Comme la Covid-19 perdure à Maurice, la cohabitation est une source de préoccupation tant pour la population que pour les autorités. En mars 2020, lorsque la pandémie a atteint Maurice, les autorités ont initié une campagne de sensibilisation pour conscientiser les Mauriciens. Notamment sur la maladie et sur les gestes barrières. Cela tout en veillant que les consignes sanitaires soient respectées afin d’enrayer au plus vite l’épidémie. 

Après avoir vaincu une première vague, le pays s’est retrouvé, depuis le 10 mars 2021, en face d’une deuxième vague. Confinement total, traçage des cas positifs, mise en quarantaine de toute personne potentiellement exposée au virus, identification des foyers de l’épidémie, classification des endroits contaminés en zones rouges, restrictions de sorties, règlements à respecter en vertu de la Quarantine Act, verbalisations et contrôle pour non-respect des gestes barrières et maintenant une nouvelle campagne nationale de sensibilisation pour lutter contre la pandémie.  

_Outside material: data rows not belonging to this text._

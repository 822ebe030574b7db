use executor_core::db::open_db_in_memory;
use executor_core::{
    Executor, ExecutorError, ExtensionEntry, GovernanceEvent, LocalHost, Principal,
    ERR_BATCH_TOO_LARGE, ERR_UNAUTHORIZED, MAX_EXTENSION_BATCH,
};
use rusqlite::Connection;

fn deployer() -> Principal {
    "ST1DEPLOYER".parse().unwrap()
}

fn executor_id() -> Principal {
    "ST1DEPLOYER.executor-dao".parse().unwrap()
}

fn contract(name: &str) -> Principal {
    Principal::contract("ST1DEPLOYER", name).unwrap()
}

fn open<'a>(conn: &'a Connection, host: &'a LocalHost) -> Executor<'a> {
    Executor::try_new(conn, host, executor_id(), deployer()).unwrap()
}

#[test]
fn absent_entry_is_not_an_extension() {
    let conn = open_db_in_memory().unwrap();
    let host = LocalHost::new();
    let dao = open(&conn, &host);

    assert!(!dao.is_extension(&contract("edx-unknown")).unwrap());
    assert!(dao.extensions().unwrap().is_empty());
}

#[test]
fn executive_can_enable_and_disable_extensions() {
    let conn = open_db_in_memory().unwrap();
    let host = LocalHost::new();
    let dao = open(&conn, &host);
    let treasury = contract("edx-treasury");

    assert!(dao.set_extension(&deployer(), &treasury, true).unwrap());
    assert!(dao.set_extension(&deployer(), &treasury, true).unwrap());
    assert!(dao.is_extension(&treasury).unwrap());

    dao.set_extension(&deployer(), &treasury, false).unwrap();
    assert!(!dao.is_extension(&treasury).unwrap());
    assert_eq!(
        dao.extensions().unwrap(),
        vec![ExtensionEntry::new(treasury, false)]
    );
}

#[test]
fn enabled_extension_may_manage_the_registry() {
    let conn = open_db_in_memory().unwrap();
    let host = LocalHost::new();
    let dao = open(&conn, &host);
    let admin = contract("edx-admin");
    let voting = contract("edx-voting");

    dao.set_extension(&deployer(), &admin, true).unwrap();
    dao.set_extension(&admin, &voting, true).unwrap();
    assert!(dao.is_extension(&voting).unwrap());

    dao.set_extension(&voting, &admin, false).unwrap();
    let err = dao.set_extension(&admin, &voting, false).unwrap_err();
    assert!(matches!(err, ExecutorError::Unauthorized(ref caller) if *caller == admin));
    assert!(dao.is_extension(&voting).unwrap());
}

#[test]
fn unauthorized_callers_never_mutate_the_registry() {
    let conn = open_db_in_memory().unwrap();
    let host = LocalHost::new();
    let dao = open(&conn, &host);
    let stranger: Principal = "ST2STRANGER".parse().unwrap();
    let target = contract("edx-target");

    let err = dao.set_extension(&stranger, &target, true).unwrap_err();
    assert_eq!(err.code(), ERR_UNAUTHORIZED);

    let err = dao
        .set_extensions(&stranger, &[ExtensionEntry::new(target.clone(), true)])
        .unwrap_err();
    assert!(matches!(err, ExecutorError::Unauthorized(_)));

    let disabled = contract("edx-disabled");
    dao.set_extension(&deployer(), &disabled, false).unwrap();
    let err = dao.set_extension(&disabled, &target, true).unwrap_err();
    assert!(matches!(err, ExecutorError::Unauthorized(_)));

    assert!(!dao.is_extension(&target).unwrap());
    assert_eq!(dao.extensions().unwrap().len(), 1);
}

#[test]
fn empty_batch_succeeds_without_changes() {
    let conn = open_db_in_memory().unwrap();
    let host = LocalHost::new();
    let dao = open(&conn, &host);

    assert!(dao.set_extensions(&deployer(), &[]).unwrap());
    assert!(dao.extensions().unwrap().is_empty());
    assert!(dao.events().unwrap().is_empty());
}

#[test]
fn batch_applies_in_order_and_later_duplicates_win() {
    let conn = open_db_in_memory().unwrap();
    let host = LocalHost::new();
    let dao = open(&conn, &host);
    let a = contract("edx-a");
    let b = contract("edx-b");

    dao.set_extensions(
        &deployer(),
        &[
            ExtensionEntry::new(a.clone(), true),
            ExtensionEntry::new(b.clone(), true),
            ExtensionEntry::new(a.clone(), false),
        ],
    )
    .unwrap();

    assert!(!dao.is_extension(&a).unwrap());
    assert!(dao.is_extension(&b).unwrap());
}

#[test]
fn batch_of_maximum_size_is_applied() {
    let conn = open_db_in_memory().unwrap();
    let host = LocalHost::new();
    let dao = open(&conn, &host);

    let entries: Vec<ExtensionEntry> = (0..MAX_EXTENSION_BATCH)
        .map(|index| ExtensionEntry::new(contract(&format!("edx-{index:03}")), index % 2 == 0))
        .collect();
    dao.set_extensions(&deployer(), &entries).unwrap();

    let stored = dao.extensions().unwrap();
    assert_eq!(stored.len(), MAX_EXTENSION_BATCH);
    assert!(dao.is_extension(&contract("edx-000")).unwrap());
    assert!(!dao.is_extension(&contract("edx-199")).unwrap());
}

#[test]
fn oversized_batch_is_rejected_without_changes() {
    let conn = open_db_in_memory().unwrap();
    let host = LocalHost::new();
    let dao = open(&conn, &host);

    let entries: Vec<ExtensionEntry> = (0..=MAX_EXTENSION_BATCH)
        .map(|index| ExtensionEntry::new(contract(&format!("edx-{index:03}")), true))
        .collect();
    let err = dao.set_extensions(&deployer(), &entries).unwrap_err();
    assert_eq!(err.code(), ERR_BATCH_TOO_LARGE);
    assert!(dao.extensions().unwrap().is_empty());
}

#[test]
fn registry_writes_are_journaled_with_block_height() {
    let conn = open_db_in_memory().unwrap();
    let host = LocalHost::new();
    let dao = open(&conn, &host);
    let treasury = contract("edx-treasury");

    host.mine_blocks(9);
    dao.set_extension(&deployer(), &treasury, true).unwrap();

    let events = dao.events().unwrap();
    assert_eq!(events.len(), 1);
    assert_eq!(events[0].block_height, 10);
    assert_eq!(
        events[0].event,
        GovernanceEvent::Extension {
            extension: treasury,
            enabled: true,
        }
    );
}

Maintenant  qu'il y a une résurgence de cas, le maintien  des gestes barrières est essentiel.

Voici autant de mesures prises par les autorités pour assurer la santé publique des Mauriciens. Ces derniers respectent-ils vraiment les consignes ? 

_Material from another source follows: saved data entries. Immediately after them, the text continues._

//! Governance event journal repository.
//!
//! # Invariants
//! - Journal rows are append-only and listed in insertion order.
//! - Payloads are the JSON form of `GovernanceEvent`; `kind` mirrors its tag.

use crate::model::event::{GovernanceEvent, RecordedEvent};
use crate::model::records::BlockHeight;
use crate::repo::{ensure_connection_ready, height_from_db, height_to_db, RepoError, RepoResult};
use rusqlite::{params, Connection, Row};

const EVENT_SELECT_SQL: &str = "SELECT id, block_height, kind, payload FROM governance_events";

/// Read access to the governance event journal.
pub trait EventJournal {
    fn list_events(&self) -> RepoResult<Vec<RecordedEvent>>;
    fn list_events_of_kind(&self, kind: &str) -> RepoResult<Vec<RecordedEvent>>;
}

/// SQLite-backed event journal.
pub struct SqliteEventJournal<'conn> {
    conn: &'conn Connection,
}

impl<'conn> SqliteEventJournal<'conn> {
    pub fn try_new(conn: &'conn Connection) -> RepoResult<Self> {
        ensure_connection_ready(conn, "governance_events")?;
        Ok(Self { conn })
    }
}

impl EventJournal for SqliteEventJournal<'_> {
    fn list_events(&self) -> RepoResult<Vec<RecordedEvent>> {
        let mut stmt = self
            .conn
            .prepare(&format!("{EVENT_SELECT_SQL} ORDER BY id ASC;"))?;
        let mut rows = stmt.query([])?;
        let mut events = Vec::new();
        while let Some(row) = rows.next()? {
            events.push(parse_event_row(row)?);
        }
        Ok(events)
    }

    fn list_events_of_kind(&self, kind: &str) -> RepoResult<Vec<RecordedEvent>> {
        let mut stmt = self
            .conn
            .prepare(&format!("{EVENT_SELECT_SQL} WHERE kind = ?1 ORDER BY id ASC;"))?;
        let mut rows = stmt.query([kind])?;
        let mut events = Vec::new();
        while let Some(row) = rows.next()? {
            events.push(parse_event_row(row)?);
        }
        Ok(events)
    }
}

/// Appends one event on `conn`, which may be an open transaction.
pub(crate) fn append_event(
    conn: &Connection,
    block_height: BlockHeight,
    event: &GovernanceEvent,
) -> RepoResult<()> {
    let payload = serde_json::to_string(event)
        .map_err(|err| RepoError::InvalidData(format!("unserializable governance event: {err}")))?;
    conn.execute(
        "INSERT INTO governance_events (block_height, kind, payload) VALUES (?1, ?2, ?3);",
        params![height_to_db(block_height)?, event.kind(), payload],
    )?;
    Ok(())
}

fn parse_event_row(row: &Row<'_>) -> RepoResult<RecordedEvent> {
    let payload: String = row.get("payload")?;
    let event: GovernanceEvent = serde_json::from_str(&payload).map_err(|err| {
        RepoError::InvalidData(format!(
            "invalid payload in governance_events.payload: {err}"
        ))
    })?;

    let kind: String = row.get("kind")?;
    if kind != event.kind() {
        return Err(RepoError::InvalidData(format!(
            "governance_events.kind `{kind}` does not match payload kind `{}`",
            event.kind()
        )));
    }

    Ok(RecordedEvent {
        seq: row.get("id")?,
        block_height: height_from_db(row.get("block_height")?, "governance_events.block_height")?,
        event,
    })
}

Highlight de la campagne : piqûre de rappel sur les gestes barrières 

Enn Sel Lepep Kont Covid est une campagne nationale de sensibilisation sur la Covid-19 du ministère de la Santé en collaboration avec plusieurs partenaires.  Parmi, la WHO, les Nations Unies, la MFDC, la MBC et GIS. D’une durée de trois mois, elle comprend des affiches informatives sur les gestes barrières qui seront placées dans les centres de santé, des entreprises, bureaux et lieux publics. Des messages, sous forme de vidéo, seront également adressés au public par des personnalités, des jeunes, des sportifs et des artistes, entre autres. Pareillement, la sensibilisation sur l’importance des gestes barrières se fera dans les centres commerciaux, dans les rues de la capitale et dans divers endroits du pays. Notamment par des jeunes en collaboration avec le ministère de la Jeunesse, entre autres. Toute une panoplie de matériel a été réalisée pour la sensibilisation nationale sur la Covid-19. « C’est une continuité des campagnes entamées depuis mars 2020. C’est une piqûre de rappel pour les gestes barrières pour assurer la santé publique », explique un cadre du ministère de la Santé.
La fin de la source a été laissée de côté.